【#5】NBA観戦のためアメリカへ!〜オクラホマ観光〜
※この記事は2025年3月時点の内容です。
ヒューストンでの乗り継ぎを含め、日本を出発してから36時間。深夜0時にチェックインしたホテルの清潔さに安堵し、泥のように眠った。体力ゲージは限りなくゼロに近かったが、目が覚めると正午。12時間の泥眠を経て、私のオクラホマ観光がいよいよ幕を開ける。
カーテンを開けると、そこには抜けるような青空が広がっていた。

昨夜、Lyftのドライバーが教えてくれた「ストックヤード」を目指すことにした。ここは世界最大級の牛の取引所だ。ホテルから約7km、再びLyftを呼び、15分ほどで目的地へ到着した。

到着して驚いたのは、そのスケール感である。築地や豊洲のような市場を想像していたが、眼前に広がるのは果てしない大地。日本では決して見ることのない巨大なトラックが次々と到着し、中には大量の牛がひしめき合っている。
残念ながら、月・火の早朝に行われる競りには間に合わなかったが、それでも光景は圧巻であった。

そこには、フィクションではない「本物」のカウボーイたちがいた。馬に跨り、巧みに牛を追い立てる。

観光客の姿など皆無。完全なアウェイの中、一人のカウボーイが声をかけてきた。
「日本人がこんなところで何をしているんだい?」
「ステーキを食べに来たんだ」
そう答えると、彼は豪快に爆笑した。
ストックヤードの中にはレストランもある。


これぞアメリカ、これぞ本場。一口運べば、力強い肉の旨みとジューシーな脂が広がる。食後は近くのショップで、ズラリと並ぶ乗馬グッズを眺め、カウボーイ文化の奥行きを肌で感じた。

ダウンタウンへ戻り、夕方の街を散策する。ふと目に留まったのは、街の至る所に置かれた電動キックボードだ。日本では「Luup」が知られているが、ここアメリカでは「Lime」が市民の足として完全に定着している。

アプリでQRコードを読み取り、数分で手続き完了。アメリカの交通ルールを画面上で確認し、風を切って走り出す。目的地は、Googleマップで見つけた地元の小規模スーパー「OKC MARKET」だ。

私は、どこにでもある大手チェーンよりも、その土地の生活感が滲み出る店を好む。店内には日本でも馴染みのある菓子と並び、見たこともないアルコールが並ぶ。
ここで、自分用と友人への土産を買い込む。さらに、日本では個人輸入でしか手に入らない「過酸化水素入り」の歯磨き粉も確保した。
レジの青年は、アルコールを購入した私にID提示を求めつつ、フレンドリーに問いかけてきた。「なぜわざわざ日本から、オクラホマへ?」
最後には「よい旅を」と送り出してくれた。その温かさに、旅の醍醐味を感じずにはいられない。
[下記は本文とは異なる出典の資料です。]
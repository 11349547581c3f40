//! Storage services: object-store client, metadata store, naming,
//! image preprocessing, and the orchestrating file service.

pub mod file_service;
pub mod image_ops;
pub mod metadata_store;
pub mod naming;
pub mod object_store;

use thiserror::Error;

/// Error kinds shared by every storage component.
///
/// Validation errors are raised before any I/O. I/O errors from either
/// backing store are caught at the file-service boundary and surfaced as
/// typed results rather than thrown past the call site.
#[derive(Debug, Error)]
pub enum FileError {
    #[error("validation failed: {0}")]
    Validation(String),
    #[error("object store credentials missing or invalid: {0}")]
    Credential(String),
    #[error("object store rejected the request: {0}")]
    Permission(String),
    #[error("transport failure talking to the object store: {0}")]
    Network(String),
    #[error("{0} not found")]
    NotFound(String),
    #[error("backing store error: {0}")]
    Store(String),
}

impl From<sqlx::Error> for FileError {
    fn from(err: sqlx::Error) -> Self {
        match err {
            sqlx::Error::RowNotFound => FileError::NotFound("record".into()),
            other => FileError::Store(other.to_string()),
        }
    }
}

pub type FileResult<T> = Result<T, FileError>;
//! Typed per-operation results consumed by the notification layer.
//!
//! The broker never lets a raw transport error escape an upload or deletion
//! call site; callers always receive one of these discriminated results.

use super::file_record::FileRecord;
use serde::{Deserialize, Serialize};

/// Outcome of a single file upload.
#[derive(Serialize, Deserialize, Clone, Debug)]
pub struct UploadResult {
    pub success: bool,
    #[serde(skip_serializing_if = "Option::is_none")]
    pub file: Option<FileRecord>,
    #[serde(skip_serializing_if = "Option::is_none")]
    pub error: Option<String>,
}

impl UploadResult {
    pub fn ok(file: FileRecord) -> Self {
        Self {
            success: true,
            file: Some(file),
            error: None,
        }
    }

    pub fn failed(error: impl Into<String>) -> Self {
        Self {
            success: false,
            file: None,
            error: Some(error.into()),
        }
    }
}

/// Outcome of a file deletion.
///
/// `success: false` with the metadata row already removed means the
/// object-cleanup half failed and the blob is now an orphan.
#[derive(Serialize, Deserialize, Clone, Debug)]
pub struct DeletionResult {
    pub success: bool,
    #[serde(skip_serializing_if = "Option::is_none")]
    pub error: Option<String>,
}

impl DeletionResult {
    pub fn ok() -> Self {
        Self {
            success: true,
            error: None,
        }
    }

    pub fn failed(error: impl Into<String>) -> Self {
        Self {
            success: false,
            error: Some(error.into()),
        }
    }
}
再びLimeに乗り、ダウンタウンの喧騒へ。バスケットコートが街に溶け込み、信号機の表記一つとっても「異国」を感じさせる。





夜は、かつての倉庫街を再開発した観光拠点「ブリックタウン」へ。
まずは「YUCATAN TACO STAND」で本格的なメキシコ料理に舌鼓を打つ。テキサスに隣接するこの地では、ラテン文化の香りが色濃く残っている。


2軒目は「Whiskey Chicks」というバーへ。店内ではNBAのライブ中継が流れ、客たちが一喜一憂している。スポーツを肴にビールを飲む。これこそがアメリカの夜だ。


22時を過ぎても、ブリックタウンは多くの人で賑わっていた。オクラホマは静かな地方都市だと思っていたが、それは大きな誤解であった。ここには、確かな活気と温かさがある。
心身ともにオクラホマの空気に馴染んできた。いよいよ次は、この旅のメインイベントが幕を開ける。